GM1 Gangliosidosis Type II: Results of a 10-Year Prospective Study

Purpose GM1 gangliosidosis (GM1) a lysosomal disorder caused by pathogenic variants in GLB1, is characterized by relentless neurodegeneration. There are no approved treatments. Methods Forty-one individuals with type II (late-infantile and juvenile) GM1 participated in a single-site prospective observational study. Results Classification of 37 distinct variants using ACMG criteria resulted in the upgrade of six and the submission of four new variants. In contrast to type I infantile disease, children with type II had normal or near normal hearing and did not have cherry red maculae or hepatosplenomegaly.

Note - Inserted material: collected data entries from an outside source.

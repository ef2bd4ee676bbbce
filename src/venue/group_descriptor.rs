use chrono::{DateTime, Utc};
use std::collections::BTreeMap;

use crate::domain::{GroupKind, GroupUpsert};

/// Field names that have carried the group path across vendor API versions,
/// in lookup order. The first non-empty match wins.
pub const NAME_FIELDS: &[&str] = &["group", "name", "group_name", "path"];

/// Field names that may carry an explicit live/demo marker
pub const KIND_FIELDS: &[&str] = &["type", "group_type", "server_type"];

pub const CURRENCY_FIELDS: &[&str] = &["currency", "deposit_currency"];

/// Raw group record as returned by GroupNext
#[derive(Debug, Clone, Default, PartialEq, Eq)]
pub struct GroupDescriptor {
    fields: BTreeMap<String, String>,
}

impl GroupDescriptor {
    pub fn new() -> Self {
        Self::default()
    }

    pub fn with_field(mut self, key: &str, value: impl Into<String>) -> Self {
        self.fields.insert(key.to_ascii_lowercase(), value.into());
        self
    }

    fn lookup(&self, keys: &[&str]) -> Option<&str> {
        keys.iter()
            .filter_map(|key| self.fields.get(*key))
            .map(|value| value.trim())
            .find(|value| !value.is_empty())
    }

    pub fn name(&self) -> Option<&str> {
        self.lookup(NAME_FIELDS)
    }

    /// Explicit marker first, then the `demo` path prefix convention
    pub fn kind(&self) -> GroupKind {
        if let Some(kind) = self
            .lookup(KIND_FIELDS)
            .and_then(|raw| GroupKind::try_from(raw).ok())
        {
            return kind;
        }
        match self.name() {
            Some(name) if name.to_ascii_lowercase().starts_with("demo") => GroupKind::Demo,
            _ => GroupKind::Live,
        }
    }

    pub fn currency(&self) -> Option<&str> {
        self.lookup(CURRENCY_FIELDS)
    }

    /// Map to the mirror's upsert payload; descriptors without a name are skipped
    pub fn to_upsert(&self, synced_at: DateTime<Utc>) -> Option<GroupUpsert> {
        let name = self.name()?;
        Some(GroupUpsert {
            name: name.to_string(),
            kind: self.kind(),
            currency: self.currency().map(str::to_string),
            synced_at,
        })
    }
}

Some older children with juvenile onset disease developed thickened aortic and/or mitral valves. Serial MRIs demonstrated progressive brain atrophy, more pronounced in late infantile patients. MR spectroscopy showed worsening elevation of myo-inositol and deficit of N-acetyl aspartate that were strongly correlated with scores on the Vineland Adaptive Behavior Scale, progressing more rapidly in late infantile than juvenile onset disease. Conclusion Serial phenotyping of type II GM1 patients expands the understanding of disease progression and clarifies common misconceptions about type II patients; these are pivotal steps toward more timely diagnosis and better supportive care. The data amassed through this 10-year effort will serve as a robust comparator for ongoing and future therapeutic trials.